Take the lines from the beginning of the data below through the line holding "still reflects depth." and return exactly those.

- Source information
=====
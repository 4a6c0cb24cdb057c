//! Context-focused cleaning strategy.
//!
//! Preserves conversational structure for relationship-aware analysis:
//! level 1 is a flat chronological list, level 2 groups messages into
//! linear reply chains, level 3 renders the full reply tree with reactions,
//! media context, and forwarding origin.

use std::collections::HashSet;

use super::format::{format_basic, TS_SECONDS};
use super::replies::{collect_chain, MessageIndex, ReplyTree};
use super::Level;
use crate::{ChatInfo, Message};

/// Context strategy instance. Stateless across messages.
#[derive(Debug)]
pub struct ContextCleaner {
    level: Level,
}

impl ContextCleaner {
    pub fn new(level: Level) -> Self {
        Self { level }
    }

    pub fn level(&self) -> Level {
        self.level
    }

    pub fn clean(&self, chat: &ChatInfo) -> String {
        let mut lines = vec![
            format!("Chat: {}", chat.name),
            format!("Type: {}", chat.chat_type),
            "=".repeat(50),
            String::new(),
        ];

        match self.level {
            Level::One => clean_level_1(&chat.messages, &mut lines),
            Level::Two => clean_level_2(&chat.messages, &mut lines),
            Level::Three => clean_level_3(&chat.messages, &mut lines),
        }

        lines.join("\n")
    }
}

/// Flat chronological list, one line per ordinary message.
fn clean_level_1(messages: &[Message], lines: &mut Vec<String>) {
    for message in messages {
        if !message.is_ordinary() {
            continue;
        }
        let formatted = format_basic(message);
        if !formatted.is_empty() {
            lines.push(formatted);
            lines.push(String::new());
        }
    }
}

/// Linear reply chains, each an indented block, oldest first.
///
/// Chains must start from their tails (messages no other message replies
/// to): starting from source order would consume a root as a singleton
/// block before its reply is reached, splitting the chain. The second
/// sweep picks up whatever the tail sweep cannot reach, which is only
/// members of reply cycles.
///
/// One visited set spans all chains, so a message id never appears in more
/// than one block. Non-ordinary chain members are not emitted but keep
/// their chain position, so indentation still reflects depth.
fn clean_level_2(messages: &[Message], lines: &mut Vec<String>) {
    let index = MessageIndex::new(messages);
    let targets: HashSet<i64> = messages
        .iter()
        .filter_map(|m| m.reply_to_message_id)
        .collect();
    let mut visited: HashSet<i64> = HashSet::new();

    let tails = messages.iter().filter(|m| !targets.contains(&m.id));
    for message in tails.chain(messages.iter()) {
        if visited.contains(&message.id) {
            continue;
        }

        let chain = collect_chain(message, &index, &mut visited);

        let mut block = Vec::new();
        for (position, member) in chain.iter().enumerate() {
            if !member.is_ordinary() {
                continue;
            }
            let formatted = format_basic(member);
            if !formatted.is_empty() {
                block.push(format!("{}{formatted}", "  ".repeat(position)));
            }
        }

        if !block.is_empty() {
            lines.append(&mut block);
            lines.push(String::new());
        }
    }
}

/// Full reply tree: one block per root, depth-first, children ascending.
///
/// Messages whose reply target is set but missing from the chat are neither
/// roots nor reachable children, so they are silently omitted here.
fn clean_level_3(messages: &[Message], lines: &mut Vec<String>) {
    let index = MessageIndex::new(messages);
    let tree = ReplyTree::build(messages);

    for root in messages.iter().filter(|m| m.reply_to_message_id.is_none()) {
        emit_thread(root.id, &index, &tree, lines);
        lines.push(String::new());
    }
}

/// Depth-first over one thread with an explicit stack, so thread depth is
/// bounded by heap, not by the call stack.
fn emit_thread(root: i64, index: &MessageIndex<'_>, tree: &ReplyTree, lines: &mut Vec<String>) {
    let mut stack = vec![(root, 0usize)];

    while let Some((id, depth)) = stack.pop() {
        let Some(message) = index.get(id) else {
            continue;
        };
        // Non-ordinary kinds end the thread at this node.
        if !message.is_ordinary() {
            continue;
        }

        let formatted = format_context_line(message, depth);
        if !formatted.is_empty() {
            lines.push(formatted);
        }

        // Reversed so the stack pops children in ascending id order.
        for &child in tree.children(id).iter().rev() {
            stack.push((child, depth + 1));
        }
    }
}

/// One tree line: timestamp, `#id`, edit marker, sender, text, reactions,
/// media context, forwarding origin, indented to tree depth.
fn format_context_line(message: &Message, depth: usize) -> String {
    let mut parts = Vec::new();

    if let Some(date) = message.date {
        parts.push(format!("[{}]", date.format(TS_SECONDS)));
    }

    parts.push(format!("#{}", message.id));

    if message.edited.is_some() {
        parts.push("[EDITED]".to_string());
    }

    parts.push(format!(
        "{}:",
        message
            .from_user
            .as_deref()
            .or(message.from_id.as_deref())
            .unwrap_or("Unknown")
    ));

    let text = message.text.trim();
    if !text.is_empty() {
        parts.push(text.to_string());
    }

    let reactions = format_reactions(message);
    if !reactions.is_empty() {
        parts.push(format!("[Reactions: {reactions}]"));
    }

    if let Some(media) = media_context(message) {
        parts.push(format!("[Media: {media}]"));
    }

    if let Some(origin) = &message.forwarded_from {
        parts.push(format!("[Forwarded from: {origin}]"));
    }

    format!("{}{}", "  ".repeat(depth), parts.join(" "))
}

/// `emoji×count` pairs, comma-joined.
fn format_reactions(message: &Message) -> String {
    message
        .reactions
        .iter()
        .filter_map(|r| {
            let emoji = r.emoji.as_deref()?;
            (r.count > 0).then(|| format!("{emoji}×{}", r.count))
        })
        .collect::<Vec<_>>()
        .join(", ")
}

/// Media type plus filename, duration, and dimensions as available.
fn media_context(message: &Message) -> Option<String> {
    let media_type = message.media_type.as_deref()?;

    let mut parts = vec![media_type.to_string()];

    if let Some(file_name) = &message.file_name {
        parts.push(format!("'{file_name}'"));
    }
    if let Some(duration) = message.duration_seconds {
        parts.push(format!("{duration}s"));
    }
    if let (Some(width), Some(height)) = (message.width, message.height) {
        parts.push(format!("{width}×{height}"));
    }

    Some(parts.join(" "))
}
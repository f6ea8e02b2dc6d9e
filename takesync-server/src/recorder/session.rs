//! One TCP session with a recorder: the write half, the single pending
//! command slot, and the task that reads and dispatches replies.

use std::sync::atomic::{AtomicBool, Ordering};
use std::sync::{Arc, Mutex, Weak};
use tokio::io::{AsyncBufReadExt, AsyncWriteExt, BufReader};
use tokio::net::tcp::{OwnedReadHalf, OwnedWriteHalf};
use tokio::sync::oneshot;
use tokio::task::JoinHandle;
use tokio::time::Instant;

use takesync_core::protocol::report::is_transport_info;
use takesync_core::protocol::{ReplyClass, Response, ResponseAssembler, TransportInfo, LINE_END};

use super::EngineInner;
use crate::error::SyncError;
use crate::util;

/// The one command allowed in flight on a session.
pub(crate) struct PendingCommand {
    pub text: String,
    pub reply: oneshot::Sender<Response>,
    pub deadline: Instant,
}

/// The pending command plus the replies still owed to commands that timed out.
///
/// The protocol carries no correlation ids, so the next `owed` non-5xx
/// replies belong to abandoned commands and are discarded.
#[derive(Default)]
struct Slot {
    command: Option<PendingCommand>,
    owed: usize,
}

impl Slot {
    fn abandon(&mut self) -> Option<PendingCommand> {
        let cmd = self.command.take();
        if cmd.is_some() {
            self.owed += 1;
        }
        cmd
    }
}

type PendingSlot = Arc<Mutex<Slot>>;

pub(crate) struct Session {
    writer: OwnedWriteHalf,
    pending: PendingSlot,
    alive: Arc<AtomicBool>,
    reader: JoinHandle<()>,
}

impl Session {
    pub fn start(
        reader: BufReader<OwnedReadHalf>,
        writer: OwnedWriteHalf,
        engine: Weak<EngineInner>,
        key: String,
    ) -> Session {
        let pending: PendingSlot = Arc::new(Mutex::new(Slot::default()));
        let alive = Arc::new(AtomicBool::new(true));
        let reader = tokio::spawn(read_loop(
            reader,
            pending.clone(),
            alive.clone(),
            engine,
            key,
        ));
        Session {
            writer,
            pending,
            alive,
            reader,
        }
    }

    /// False once the reader saw EOF or a socket error.
    pub fn is_alive(&self) -> bool {
        self.alive.load(Ordering::Acquire)
    }

    /// Register `text` as the pending command and write it.
    ///
    /// The caller holds the engine's session lock, so the slot is always free here.
    pub async fn send(
        &mut self,
        text: String,
        deadline: Instant,
    ) -> Result<oneshot::Receiver<Response>, SyncError> {
        let (tx, rx) = oneshot::channel();
        let line = format!("{}{}", text, LINE_END);
        {
            let mut slot = util::lock(&self.pending);
            if let Some(stale) = slot.abandon() {
                log::debug!("dropping stale pending command '{}'", stale.text);
            }
            slot.command = Some(PendingCommand {
                text,
                reply: tx,
                deadline,
            });
        }
        self.writer.write_all(line.as_bytes()).await?;
        Ok(rx)
    }

    /// Clear the pending slot after a timeout so the next command can go out.
    ///
    /// The device still owes a reply to the abandoned command; the reader
    /// drops it when it arrives.
    pub fn clear_pending(&self) -> Option<String> {
        util::lock(&self.pending).abandon().map(|p| p.text)
    }

    /// Replies still expected for commands that timed out.
    pub fn owed_replies(&self) -> usize {
        util::lock(&self.pending).owed
    }

    pub async fn close(mut self) {
        let _ = self.writer.shutdown().await;
    }
}

impl Drop for Session {
    fn drop(&mut self) {
        self.reader.abort();
    }
}

async fn read_loop(
    mut reader: BufReader<OwnedReadHalf>,
    pending: PendingSlot,
    alive: Arc<AtomicBool>,
    engine: Weak<EngineInner>,
    key: String,
) {
    let mut assembler = ResponseAssembler::new();
    let mut line = String::new();

    loop {
        line.clear();
        match reader.read_line(&mut line).await {
            Ok(0) => {
                log::info!("{}: connection closed by device", key);
                break;
            }
            Ok(_) => {}
            Err(e) => {
                log::warn!("{}: read error: {}", key, e);
                break;
            }
        }
        log::trace!("{}: << {}", key, line.trim_end());

        let response = match assembler.push(&line) {
            Ok(Some(r)) => r,
            Ok(None) => continue,
            Err(e) => {
                log::warn!("{}: {}", key, e);
                continue;
            }
        };

        match response.class() {
            ReplyClass::Notification => {
                if is_transport_info(&response) {
                    if let Some(engine) = engine.upgrade() {
                        engine.apply_transport(TransportInfo::from_response(&response));
                    }
                } else {
                    log::debug!("{}: notification {}", key, response);
                }
            }
            ReplyClass::Error | ReplyClass::Success => {
                let waiting = {
                    let mut slot = util::lock(&pending);
                    if slot.owed > 0 {
                        slot.owed -= 1;
                        log::debug!("{}: dropping late reply {}", key, response);
                        continue;
                    }
                    slot.command.take()
                };
                match waiting {
                    Some(cmd) => {
                        if Instant::now() > cmd.deadline {
                            log::debug!("{}: reply to '{}' after its deadline", key, cmd.text);
                        }
                        let _ = cmd.reply.send(response);
                    }
                    None => log::warn!("{}: unsolicited reply {}", key, response),
                }
            }
        }
    }

    alive.store(false, Ordering::Release);
    // Dropping the sender wakes the waiting command with a closed channel
    util::lock(&pending).command.take();
}

#[cfg(test)]
mod tests {
    use super::*;

    fn command(text: &str) -> (PendingCommand, oneshot::Receiver<Response>) {
        let (reply, rx) = oneshot::channel();
        let cmd = PendingCommand {
            text: text.to_string(),
            reply,
            deadline: Instant::now(),
        };
        (cmd, rx)
    }

    #[test]
    fn test_abandoned_commands_are_owed_a_reply() {
        let mut slot = Slot::default();
        assert!(slot.abandon().is_none());
        assert_eq!(slot.owed, 0);

        let (cmd, _rx) = command("transport info");
        slot.command = Some(cmd);
        assert_eq!(slot.abandon().map(|c| c.text).as_deref(), Some("transport info"));
        assert_eq!(slot.owed, 1);
        assert!(slot.command.is_none());
    }
}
=====
- Response
repository 4a6c0cb24cdb057c
//! Context-focused cleaning strategy.
//!
//! Preserves conversational structure for relationship-aware analysis:
//! level 1 is a flat chronological list, level 2 groups messages into
//! linear reply chains, level 3 renders the full reply tree with reactions,
//! media context, and forwarding origin.

use std::collections::HashSet;

use super::format::{format_basic, TS_SECONDS};
use super::replies::{collect_chain, MessageIndex, ReplyTree};
use super::Level;
use crate::{ChatInfo, Message};

/// Context strategy instance. Stateless across messages.
#[derive(Debug)]
pub struct ContextCleaner {
    level: Level,
}

impl ContextCleaner {
    pub fn new(level: Level) -> Self {
        Self { level }
    }

    pub fn level(&self) -> Level {
        self.level
    }

    pub fn clean(&self, chat: &ChatInfo) -> String {
        let mut lines = vec![
            format!("Chat: {}", chat.name),
            format!("Type: {}", chat.chat_type),
            "=".repeat(50),
            String::new(),
        ];

        match self.level {
            Level::One => clean_level_1(&chat.messages, &mut lines),
            Level::Two => clean_level_2(&chat.messages, &mut lines),
            Level::Three => clean_level_3(&chat.messages, &mut lines),
        }

        lines.join("\n")
    }
}

/// Flat chronological list, one line per ordinary message.
fn clean_level_1(messages: &[Message], lines: &mut Vec<String>) {
    for message in messages {
        if !message.is_ordinary() {
            continue;
        }
        let formatted = format_basic(message);
        if !formatted.is_empty() {
            lines.push(formatted);
            lines.push(String::new());
        }
    }
}

/// Linear reply chains, each an indented block, oldest first.
///
/// Chains must start from their tails (messages no other message replies
/// to): starting from source order would consume a root as a singleton
/// block before its reply is reached, splitting the chain. The second
/// sweep picks up whatever the tail sweep cannot reach, which is only
/// members of reply cycles.
///
/// One visited set spans all chains, so a message id never appears in more
/// than one block. Non-ordinary chain members are not emitted but keep
/// their chain position, so indentation still reflects depth.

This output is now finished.